Dans les cours cloisonnées les ombres toujours piaffent
Les pupitres grinçants, austères chorégraphes
Nous assènent leçons de craie au goût de fer
Ainsi que ces chiffres dénués de lumière.
Est-il ainsi juste d'être au long de journée
Captif de ces murs blancs, ce savoir refermé
En la citadelle où l'on pense tout savoir
Mais qui du grand monde n'est qu'un pâle miroir ?
Et dehors cependant tout menace ruine :
Bombes et silences aux limes assassines
Et des enfants pour qui l'école n'est qu'un songe
Un mirage lointain derrière un ciel d'oronges.
Sous d'autres cieux brûlants aux soleils inconnus
On apprend à genoux sur une terre nue
Avec pour seul tableau l'ombre d'un arbre ancien
Et comme blanche craie poussière du chemin.
On ne dira guère ces horizons moins sages
Que ceux ou l'on lâche, en bord du paysage
Celui dont est brisé élan et confiance
Celui qu'on a laissé perdu sans autre chance.

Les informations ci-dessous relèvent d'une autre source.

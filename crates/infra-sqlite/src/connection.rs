// SQLite Connection Pool Setup

use std::time::Duration;

use dispatchq_core::error::{AppError, Result};
use sqlx::sqlite::{SqliteConnectOptions, SqlitePool, SqlitePoolOptions};

/// Create SQLite connection pool with WAL mode and a busy timeout
///
/// # Configuration
/// - `DISPATCHQ_POOL_SIZE`: Max connections (default: 10)
/// - `DISPATCHQ_BUSY_TIMEOUT`: Write-contention timeout in seconds (default: 5)
pub async fn create_pool(db_path: &str) -> Result<SqlitePool> {
    let max_connections: u32 = std::env::var("DISPATCHQ_POOL_SIZE")
        .ok()
        .and_then(|s| s.parse().ok())
        .unwrap_or(10);

    let busy_timeout_secs: u64 = std::env::var("DISPATCHQ_BUSY_TIMEOUT")
        .ok()
        .and_then(|s| s.parse().ok())
        .unwrap_or(5);

    let options = SqliteConnectOptions::new()
        .filename(db_path)
        .journal_mode(sqlx::sqlite::SqliteJournalMode::Wal)
        .busy_timeout(Duration::from_secs(busy_timeout_secs))
        .create_if_missing(true);

    let pool = SqlitePoolOptions::new()
        .max_connections(max_connections)
        .connect_with(options)
        .await
        .map_err(|e| AppError::Database(format!("failed to open {db_path}: {e}")))?;

    Ok(pool)
}
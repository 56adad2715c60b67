// Worker - claim/execute/settle loop

pub mod constants;
mod shutdown;

pub use shutdown::{shutdown_channel, ShutdownSender, ShutdownToken};

use std::sync::Arc;

use tokio::time::sleep;
use tracing::{error, info, warn};

use crate::application::backoff::next_retry_at;
use crate::domain::Job;
use crate::error::Result;
use crate::port::{Clock, CommandOutcome, CommandRunner, JobStore};
use constants::TICK_INTERVAL;

/// Worker drains runnable jobs from the shared store.
///
/// One worker is one logical thread of control: it shares nothing with its
/// siblings except the store, which serializes all claims.
pub struct Worker {
    id: String,
    store: Arc<dyn JobStore>,
    runner: Arc<dyn CommandRunner>,
    clock: Arc<dyn Clock>,
    backoff_base: f64,
}

impl Worker {
    pub fn new(
        store: Arc<dyn JobStore>,
        runner: Arc<dyn CommandRunner>,
        clock: Arc<dyn Clock>,
        backoff_base: f64,
    ) -> Self {
        // Short id for logs and claim stamps
        let id = uuid::Uuid::new_v4().to_string()[..8].to_string();
        Self {
            id,
            store,
            runner,
            clock,
            backoff_base,
        }
    }

    pub fn id(&self) -> &str {
        &self.id
    }

    /// Run the poll loop until shutdown is signalled.
    ///
    /// Cancellation is observed between ticks, never mid-execution: an
    /// in-flight command runs to completion (or its timeout) first.
    pub async fn run(&self, mut shutdown: ShutdownToken) -> Result<()> {
        info!(worker_id = %self.id, "worker started");
        loop {
            if shutdown.is_shutdown() {
                break;
            }
            tokio::select! {
                _ = sleep(TICK_INTERVAL) => {}
                _ = shutdown.wait() => break,
            }
            match self.process_next().await {
                Ok(_) => {}
                Err(e) => {
                    // Store hiccup: log and retry on the next tick
                    error!(worker_id = %self.id, error = %e, "worker tick failed");
                }
            }
        }
        info!(worker_id = %self.id, "worker stopped");
        Ok(())
    }

    /// Claim and execute one job (returns true if a job was processed)
    pub async fn process_next(&self) -> Result<bool> {
        let Some(job) = self.store.claim_next(&self.id).await? else {
            return Ok(false);
        };

        info!(
            worker_id = %self.id,
            job_id = %job.id,
            command = %job.command,
            attempt = job.attempts,
            "processing job"
        );

        let outcome = self.runner.run(&job.command).await;
        self.settle(job, outcome).await?;
        Ok(true)
    }

    /// Persist the execution outcome: completed, failed + retry, or dead
    async fn settle(&self, mut job: Job, outcome: CommandOutcome) -> Result<()> {
        let now = self.clock.now();

        if outcome.success {
            job.mark_completed(outcome.output, now)?;
            info!(worker_id = %self.id, job_id = %job.id, "job completed");
        } else {
            let message = failure_message(&outcome);
            if job.can_retry() {
                // Delay derives from the pre-increment attempt count
                let next = next_retry_at(now, job.attempts, self.backoff_base);
                job.mark_failed(message, next, now)?;
                info!(
                    worker_id = %self.id,
                    job_id = %job.id,
                    attempt = job.attempts,
                    max_retries = job.max_retries,
                    next_retry_at = %next,
                    "job failed, retry scheduled"
                );
            } else {
                job.mark_dead(message, now)?;
                warn!(
                    worker_id = %self.id,
                    job_id = %job.id,
                    attempts = job.attempts,
                    "job moved to dead letter queue"
                );
            }
        }

        self.store.save(&job).await
    }
}

fn failure_message(outcome: &CommandOutcome) -> String {
    let detail = outcome.error.as_deref().unwrap_or("command failed");
    if outcome.output.is_empty() {
        detail.to_string()
    } else {
        format!("{detail}\nOutput: {}", outcome.output)
    }
}

#[cfg(test)]
mod tests {
    use super::*;

    #[test]
    fn failure_message_appends_captured_output() {
        let bare = CommandOutcome::failure("", "command exited with non-zero status: 1");
        assert_eq!(failure_message(&bare), "command exited with non-zero status: 1");

        let with_output = CommandOutcome::failure("oops\n", "command exited with non-zero status: 1");
        assert_eq!(
            failure_message(&with_output),
            "command exited with non-zero status: 1\nOutput: oops\n"
        );
    }

    #[test]
    fn failure_message_without_detail_still_says_something() {
        let outcome = CommandOutcome {
            success: false,
            output: String::new(),
            error: None,
        };
        assert_eq!(failure_message(&outcome), "command failed");
    }
}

Et puis est mon frère victime ès meurtriers
Percé par moqueries comme sabre d'acier
Couloirs ainsi changés en théâtre cruel
Où l'enfance est noyé par tout ceux qui harcèlent.

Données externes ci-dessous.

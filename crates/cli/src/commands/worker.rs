//! Worker management CLI commands.

use std::sync::Arc;

use clap::{Args, Subcommand};
use tracing::warn;

use dispatchq_core::application::WorkerPool;
use dispatchq_core::error::{AppError, Result};
use dispatchq_core::port::CommandRunner;
use dispatchq_infra_system::ShellCommandRunner;

use crate::config::Config;
use crate::pid;

#[derive(Debug, Args)]
pub struct WorkerArgs {
    #[command(subcommand)]
    pub command: WorkerCommand,
}

#[derive(Debug, Subcommand)]
pub enum WorkerCommand {
    /// Start worker processes in the foreground
    Start {
        /// Number of workers (defaults to the configured worker_count)
        #[arg(short, long)]
        count: Option<usize>,
    },
    /// How to stop running workers
    Stop,
}

pub async fn execute(cfg: &Config, args: &WorkerArgs) -> Result<()> {
    match &args.command {
        WorkerCommand::Start { count } => {
            let count = count.unwrap_or(cfg.worker_count);
            if count < 1 {
                return Err(AppError::Validation(
                    "worker count must be at least 1".to_string(),
                ));
            }

            // Drop PID files left behind by dead worker processes
            pid::cleanup_orphaned_pids();

            let (store, clock) = super::open_store(cfg).await?;
            let runner: Arc<dyn CommandRunner> = Arc::new(ShellCommandRunner::new());
            let pool = WorkerPool::new(store, runner, clock, cfg.backoff_base, count);

            let worker_ids = pool.start();
            for id in &worker_ids {
                if let Err(e) = pid::save_worker_pid(id) {
                    warn!(worker_id = %id, error = %e, "failed to save worker PID file");
                }
            }

            println!("Started {count} worker(s)");
            println!("Press Ctrl+C to stop workers gracefully");

            let result = pool.run_until_signal().await;

            for id in &worker_ids {
                pid::remove_worker_pid(id);
            }
            result
        }

        WorkerCommand::Stop => {
            println!("To stop workers, press Ctrl+C in the terminal where they are running.");
            println!("Workers will gracefully finish their current jobs before stopping.");
            Ok(())
        }
    }
}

Il avance traqué par foules sans visage
Cartable donc fardeau, et ceci à chaque âge
Sur lui pleuvent les coups, un calvaire sans fin
Et son regard s'éteint dès qu'il pointe matin.
Alors comment se taire et demeurer muet
Devant l'absurdité des plaies d'enfants fluets
Et je voudrais pouvoir écrire mots de feu
Des phrases pour briser les murs silencieux.

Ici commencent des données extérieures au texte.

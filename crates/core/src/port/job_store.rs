// Job Store Port (Interface)
//
// The store is the single source of truth and the only coordination point
// between workers: all claims serialize through its transactional layer.

use std::collections::HashMap;

use async_trait::async_trait;

use crate::domain::{Job, JobId, JobState};
use crate::error::Result;

/// Durable store of jobs
#[async_trait]
pub trait JobStore: Send + Sync {
    /// Upsert a job by id, overwriting all mutable fields
    async fn save(&self, job: &Job) -> Result<()>;

    /// Point lookup by id
    async fn get(&self, id: &JobId) -> Result<Option<Job>>;

    /// Enumerate jobs, optionally filtered by state, newest first
    async fn list(&self, state: Option<JobState>) -> Result<Vec<Job>>;

    /// Job counts per state
    async fn stats(&self) -> Result<HashMap<JobState, i64>>;

    /// Remove a job row
    async fn delete(&self, id: &JobId) -> Result<()>;

    /// Atomically claim the oldest runnable job for `worker_id`.
    ///
    /// Runnable means `pending`, `failed` with an elapsed `next_retry_at`,
    /// or `processing` with a lapsed claim lease. The returned job is
    /// already in `processing` with `worker_id` stamped. Returns `None`
    /// when nothing is runnable or another claimer won the race; callers
    /// retry on their next tick.
    async fn claim_next(&self, worker_id: &str) -> Result<Option<Job>>;

    /// Failed jobs whose retry time has elapsed, soonest first
    async fn retryable(&self) -> Result<Vec<Job>>;

    /// Jobs in the dead letter queue, newest first
    async fn dlq(&self) -> Result<Vec<Job>>;
}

Des poèmes fendant les cloisons du réel
Des romans pour casser l'ordre trop éternel
Et idées nouvelles accouchant monde plus beau
Où nul ne soit rejet, jeté en caniveau.
Qu'on le dise à chacun, qu'on le crie sans détour
Tout humain est frère qu'importe son parcours
Nul n'est que poussière sur bord de ton chemin
Lui, que tu détestes, reste ton lendemain.
Je pense à celui-là qui se lève à l'aurore
Car il croit encore en l'avenir qui dort
Parce qu'il sait au fond que les enfants des uns
Seront les citoyens du monde de demain.
Je pense à qui ne veut qu'enseigner par l'espoir
Dont la simple utopie est de montrer à croire
Et voir leurs élèves porter lumière, bonté
Et porter dans leurs mains l'humain réinventé.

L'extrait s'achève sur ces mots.